Collected data entries:
--------------------------------
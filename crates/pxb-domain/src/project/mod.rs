//! Project descriptor parsing and distribution naming.

pub(crate) mod descriptor;
pub(crate) mod names;

pub use descriptor::{ProjectDescriptor, ProjectMetadata, DESCRIPTOR_FILE, TOOL_NAMESPACE};
pub use names::{normalize_dist_name, normalize_version, DistLabel};
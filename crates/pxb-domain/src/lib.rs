#![deny(clippy::all)]
#![allow(
    clippy::missing_errors_doc,
    clippy::missing_panics_doc,
    clippy::must_use_candidate
)]

pub mod config;
mod error;
pub mod project;

pub use config::{
    resolve_config, BuildKind, BuildSettings, ConfigSettings, Configuration, EnvSnapshot,
    FileFilter, HookRegistry, PathPredicate, ResolveRequest, TagSet, ToolOptions,
    DEFAULT_SOURCE_ROOT, EXCLUDE_TESTS, SOURCE_DATE_EPOCH,
};
pub use error::{ConfigError, DescriptorError, ResolveError};
pub use project::{
    normalize_dist_name, normalize_version, DistLabel, ProjectDescriptor, ProjectMetadata,
    DESCRIPTOR_FILE, TOOL_NAMESPACE,
};
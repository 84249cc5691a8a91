use std::path::{Path, PathBuf};

use pxb_core::{Backend, BackendError, ConfigSettings, ExecutionOutcome};
use serde_json::json;
use tracing::debug;

use crate::cli::{Command, PxbCli};

/// Run one hook and fold its result into an outcome.
pub fn dispatch(cli: &PxbCli, project_root: PathBuf) -> ExecutionOutcome {
    let settings: ConfigSettings = cli.config_settings.iter().cloned().collect();
    let backend = if cli.wheel_only {
        Backend::wheel_only(project_root)
    } else {
        Backend::new(project_root)
    };
    debug!(
        command = cli.command.name(),
        root = %backend.project_root().display(),
        variant = ?backend.variant(),
        "dispatching"
    );
    run(&backend, &cli.command, &settings).unwrap_or_else(|err| ExecutionOutcome::from_error(&err))
}

fn run(
    backend: &Backend,
    command: &Command,
    settings: &ConfigSettings,
) -> Result<ExecutionOutcome, BackendError> {
    match command {
        Command::GetRequiresForBuildSdist => Ok(requirements(
            &backend.get_requires_for_build_sdist(settings)?,
        )),
        Command::GetRequiresForBuildWheel => Ok(requirements(
            &backend.get_requires_for_build_wheel(settings)?,
        )),
        Command::BuildSdist { out_dir } => {
            let name = backend.build_sdist(out_dir, settings)?;
            Ok(artifact(&name, out_dir))
        }
        Command::BuildWheel {
            out_dir,
            metadata_directory,
        } => {
            let name = backend.build_wheel(out_dir, settings, metadata_directory.as_deref())?;
            Ok(artifact(&name, out_dir))
        }
        Command::PrepareMetadataForBuildWheel { metadata_dir } => {
            let dist_info = backend.prepare_metadata_for_build_wheel(metadata_dir, settings)?;
            Ok(ExecutionOutcome::success(
                dist_info.clone(),
                json!({
                    "dist_info": dist_info,
                    "path": metadata_dir.join(&dist_info).display().to_string(),
                }),
            ))
        }
    }
}

fn requirements(requires: &[String]) -> ExecutionOutcome {
    ExecutionOutcome::success(requires.join("\n"), json!({ "requires": requires }))
}

fn artifact(name: &str, out_dir: &Path) -> ExecutionOutcome {
    ExecutionOutcome::success(
        name,
        json!({
            "artifact": name,
            "path": out_dir.join(name).display().to_string(),
        }),
    )
}
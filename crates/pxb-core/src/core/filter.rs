//! Decides which project paths end up in an archive.
//!
//! Precedence, highest first:
//! 1. the traversal root is always kept,
//! 2. top-level LICENSE/COPYING/README files and `pyproject.toml` are always
//!    kept, even over a user filter,
//! 3. a configured `file-filter` hook decides,
//! 4. otherwise [`default_policy`] decides.

use std::path::Path;

use pxb_domain::{normalize_version, Configuration, HookRegistry, DESCRIPTOR_FILE};

use super::error::{BackendError, Result};

pub const DEFAULT_HOOK: &str = "pxb.filters:default";
pub const EXCLUDE_HIDDEN_HOOK: &str = "pxb.filters:exclude_hidden";

const ALWAYS_INCLUDED_STEMS: &[&str] = &["LICENSE", "COPYING", "README"];
const BUILD_OUTPUT_DIRS: &[&str] = &["build", "dist"];
const CACHE_DIR: &str = "__pycache__";
const TEST_DIRS: &[&str] = &["tests", "test"];

/// Whether `relative` (relative to the project root) belongs in the archive.
///
/// # Errors
///
/// Returns [`BackendError::Hook`] carrying whatever a user filter raised.
pub fn include(config: &Configuration, relative: &Path) -> Result<bool> {
    if relative.as_os_str().is_empty() {
        return Ok(true);
    }
    if always_included(relative) {
        return Ok(true);
    }
    match &config.tool.file_filter {
        Some(filter) => filter.include(config, relative).map_err(BackendError::Hook),
        None => Ok(default_policy(config, relative)),
    }
}

fn always_included(relative: &Path) -> bool {
    if relative.components().count() != 1 {
        return false;
    }
    let stem_matches = relative
        .file_stem()
        .and_then(|stem| stem.to_str())
        .is_some_and(|stem| {
            ALWAYS_INCLUDED_STEMS
                .iter()
                .any(|candidate| stem.eq_ignore_ascii_case(candidate))
        });
    stem_matches
        || relative
            .file_name()
            .and_then(|name| name.to_str())
            .is_some_and(|name| name.eq_ignore_ascii_case(DESCRIPTOR_FILE))
}

/// The built-in rules used when no `file-filter` is configured.
pub fn default_policy(config: &Configuration, relative: &Path) -> bool {
    let mut components = relative.iter().map(|c| c.to_string_lossy());
    let Some(first) = components.next() else {
        return true;
    };
    if BUILD_OUTPUT_DIRS.iter().any(|dir| *dir == first) {
        return false;
    }
    for component in std::iter::once(first).chain(components) {
        if component.starts_with('.')
            || component == CACHE_DIR
            || component.ends_with(".egg-info")
        {
            return false;
        }
        if config.settings.exclude_tests && TEST_DIRS.iter().any(|dir| *dir == component) {
            return false;
        }
    }
    !is_previous_artifact(config, relative)
}

/// `{name}-{version}.tar.gz` or `{name}-{version}[-build]-{py}-{abi}-{plat}.whl`
/// for this project's normalized name and any valid version.
fn is_previous_artifact(config: &Configuration, relative: &Path) -> bool {
    let Some(rest) = relative
        .file_name()
        .and_then(|name| name.to_str())
        .and_then(|name| name.strip_prefix(config.label.name()))
        .and_then(|rest| rest.strip_prefix('-'))
    else {
        return false;
    };
    if let Some(version) = rest.strip_suffix(".tar.gz") {
        return normalize_version(version).is_ok();
    }
    if let Some(stem) = rest.strip_suffix(".whl") {
        let parts: Vec<&str> = stem.split('-').collect();
        return (4..=5).contains(&parts.len()) && normalize_version(parts[0]).is_ok();
    }
    false
}

fn is_hidden(relative: &Path) -> bool {
    relative
        .iter()
        .any(|component| component.to_string_lossy().starts_with('.'))
}

fn default_hook(config: &Configuration, relative: &Path) -> anyhow::Result<bool> {
    Ok(default_policy(config, relative))
}

fn exclude_hidden_hook(_: &Configuration, relative: &Path) -> anyhow::Result<bool> {
    Ok(!is_hidden(relative))
}

type HookFn = fn(&Configuration, &Path) -> anyhow::Result<bool>;

/// Filters every backend knows about without any embedding code.
pub fn builtin_hooks() -> HookRegistry {
    let builtins: [(&str, HookFn); 2] = [
        (DEFAULT_HOOK, default_hook),
        (EXCLUDE_HIDDEN_HOOK, exclude_hidden_hook),
    ];
    let mut registry = HookRegistry::new();
    for (reference, hook) in builtins {
        let registered = registry.register(reference, hook);
        debug_assert!(registered.is_ok(), "malformed builtin reference {reference}");
    }
    registry
}
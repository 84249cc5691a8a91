use std::collections::BTreeMap;
use std::fs;
use std::path::{Path, PathBuf};
use std::str::FromStr;

use pep440_rs::VersionSpecifiers;
use pep508_rs::Requirement as PepRequirement;
use toml_edit::{DocumentMut, Item, Table};

use crate::{ConfigError, DescriptorError};

pub const DESCRIPTOR_FILE: &str = "pyproject.toml";

/// Tool table namespace inside `[tool]`.
pub const TOOL_NAMESPACE: &str = "pxb";

/// Core metadata pulled from the `[project]` table.
#[derive(Clone, Debug, Default, PartialEq, Eq)]
pub struct ProjectMetadata {
    pub name: String,
    pub version: String,
    pub summary: Option<String>,
    pub requires_python: Option<String>,
    pub requires_dist: Vec<String>,
    pub optional_requires: BTreeMap<String, Vec<String>>,
    pub entry_points: BTreeMap<String, BTreeMap<String, String>>,
}

/// A parsed `pyproject.toml`, read-only.
#[derive(Debug)]
pub struct ProjectDescriptor {
    path: PathBuf,
    doc: DocumentMut,
}

impl ProjectDescriptor {
    /// Read the descriptor from the project root.
    ///
    /// # Errors
    ///
    /// Returns an error when the file is missing, unreadable or not TOML.
    pub fn load(project_root: &Path) -> Result<Self, DescriptorError> {
        let path = project_root.join(DESCRIPTOR_FILE);
        let contents = fs::read_to_string(&path).map_err(|source| DescriptorError::Read {
            path: path.clone(),
            source,
        })?;
        Self::parse(path, &contents)
    }

    pub(crate) fn parse(path: PathBuf, contents: &str) -> Result<Self, DescriptorError> {
        match contents.parse::<DocumentMut>() {
            Ok(doc) => Ok(Self { path, doc }),
            Err(source) => Err(DescriptorError::Parse { path, source }),
        }
    }

    pub fn path(&self) -> &Path {
        &self.path
    }

    /// Extract and validate `[project]` metadata.
    ///
    /// # Errors
    ///
    /// Returns a configuration error when `name` or `version` are missing or
    /// any optional field is malformed.
    pub fn metadata(&self) -> Result<ProjectMetadata, ConfigError> {
        let project = self
            .doc
            .get("project")
            .and_then(Item::as_table)
            .ok_or(ConfigError::MissingField { field: "project" })?;

        let name = required_string(project, "name", "project.name")?;
        let version = match project.get("version") {
            Some(_) => required_string(project, "version", "project.version")?,
            None if is_dynamic(project, "version") => {
                return Err(ConfigError::InvalidField {
                    field: "project.version".to_string(),
                    reason: "dynamic versions are not supported; set a static version".to_string(),
                })
            }
            None => {
                return Err(ConfigError::MissingField {
                    field: "project.version",
                })
            }
        };

        let summary = optional_string(project, "description", "project.description")?;
        if summary.as_deref().is_some_and(|text| text.contains(['\n', '\r'])) {
            return Err(ConfigError::InvalidField {
                field: "project.description".to_string(),
                reason: "must be a single line".to_string(),
            });
        }
        let requires_python =
            optional_string(project, "requires-python", "project.requires-python")?;
        if let Some(specifiers) = &requires_python {
            VersionSpecifiers::from_str(specifiers).map_err(|err| ConfigError::InvalidField {
                field: "project.requires-python".to_string(),
                reason: err.to_string(),
            })?;
        }
        let requires_dist = requirement_list(project.get("dependencies"), "project.dependencies")?;
        let optional_requires = collect_optional_dependencies(project)?;
        let entry_points = collect_entry_points(project);

        Ok(ProjectMetadata {
            name,
            version,
            summary,
            requires_python,
            requires_dist,
            optional_requires,
            entry_points,
        })
    }

    /// The `[tool.pxb.<section>]` table, if present.
    pub fn tool_table(&self, section: &str) -> Option<&Table> {
        self.doc
            .get("tool")
            .and_then(Item::as_table)
            .and_then(|tool| tool.get(TOOL_NAMESPACE))
            .and_then(Item::as_table)
            .and_then(|ns| ns.get(section))
            .and_then(Item::as_table)
    }
}

fn required_string(
    table: &Table,
    key: &str,
    field: &'static str,
) -> Result<String, ConfigError> {
    let item = table.get(key).ok_or(ConfigError::MissingField { field })?;
    let value = item.as_str().ok_or_else(|| ConfigError::InvalidField {
        field: field.to_string(),
        reason: "expected a string".to_string(),
    })?;
    let value = value.trim();
    if value.is_empty() {
        return Err(ConfigError::InvalidField {
            field: field.to_string(),
            reason: "must not be empty".to_string(),
        });
    }
    Ok(value.to_string())
}

fn optional_string(table: &Table, key: &str, field: &str) -> Result<Option<String>, ConfigError> {
    match table.get(key) {
        None => Ok(None),
        Some(item) => item
            .as_str()
            .map(|value| Some(value.to_string()))
            .ok_or_else(|| ConfigError::InvalidField {
                field: field.to_string(),
                reason: "expected a string".to_string(),
            }),
    }
}

fn is_dynamic(project: &Table, key: &str) -> bool {
    project
        .get("dynamic")
        .and_then(Item::as_array)
        .is_some_and(|values| values.iter().any(|value| value.as_str() == Some(key)))
}

fn requirement_list(item: Option<&Item>, field: &str) -> Result<Vec<String>, ConfigError> {
    let Some(item) = item else {
        return Ok(Vec::new());
    };
    let array = item.as_array().ok_or_else(|| ConfigError::InvalidField {
        field: field.to_string(),
        reason: "expected an array of requirement strings".to_string(),
    })?;
    let mut requirements = Vec::with_capacity(array.len());
    for value in array {
        let spec = value.as_str().ok_or_else(|| ConfigError::InvalidField {
            field: field.to_string(),
            reason: "expected an array of requirement strings".to_string(),
        })?;
        let spec = spec.trim();
        if let Err(err) = <PepRequirement as FromStr>::from_str(spec) {
            return Err(ConfigError::InvalidField {
                field: field.to_string(),
                reason: format!("'{spec}': {err}"),
            });
        }
        requirements.push(spec.to_string());
    }
    Ok(requirements)
}

fn collect_optional_dependencies(
    project: &Table,
) -> Result<BTreeMap<String, Vec<String>>, ConfigError> {
    let mut extras = BTreeMap::new();
    let Some(optional) = project
        .get("optional-dependencies")
        .and_then(Item::as_table)
    else {
        return Ok(extras);
    };
    for (name, item) in optional.iter() {
        let field = format!("project.optional-dependencies.{name}");
        let deps = requirement_list(Some(item), &field)?;
        if !deps.is_empty() {
            extras.insert(name.to_string(), deps);
        }
    }
    Ok(extras)
}

fn collect_entry_points(project: &Table) -> BTreeMap<String, BTreeMap<String, String>> {
    let mut groups = BTreeMap::new();
    collect_entry_point_group(project.get("scripts"), "console_scripts", &mut groups);
    collect_entry_point_group(project.get("gui-scripts"), "gui_scripts", &mut groups);
    if let Some(ep_table) = project.get("entry-points").and_then(Item::as_table) {
        for (group, item) in ep_table.iter() {
            collect_entry_point_group(Some(item), group, &mut groups);
        }
    }
    groups
}

fn collect_entry_point_group(
    item: Option<&Item>,
    group: &str,
    groups: &mut BTreeMap<String, BTreeMap<String, String>>,
) {
    let Some(entries) = item.and_then(Item::as_table_like) else {
        return;
    };
    let mut mapped = BTreeMap::new();
    for (name, value) in entries.iter() {
        if let Some(target) = value.as_str() {
            mapped.insert(name.to_string(), target.to_string());
        }
    }
    if !mapped.is_empty() {
        groups.insert(group.to_string(), mapped);
    }
}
--------------------------------
• Required action: From the data above, copy every line where "first" appears.

• Solution to this problem:
//! Precedence, highest first:
    let Some(first) = components.next() else {
    if BUILD_OUTPUT_DIRS.iter().any(|dir| *dir == first) {
    for component in std::iter::once(first).chain(components) {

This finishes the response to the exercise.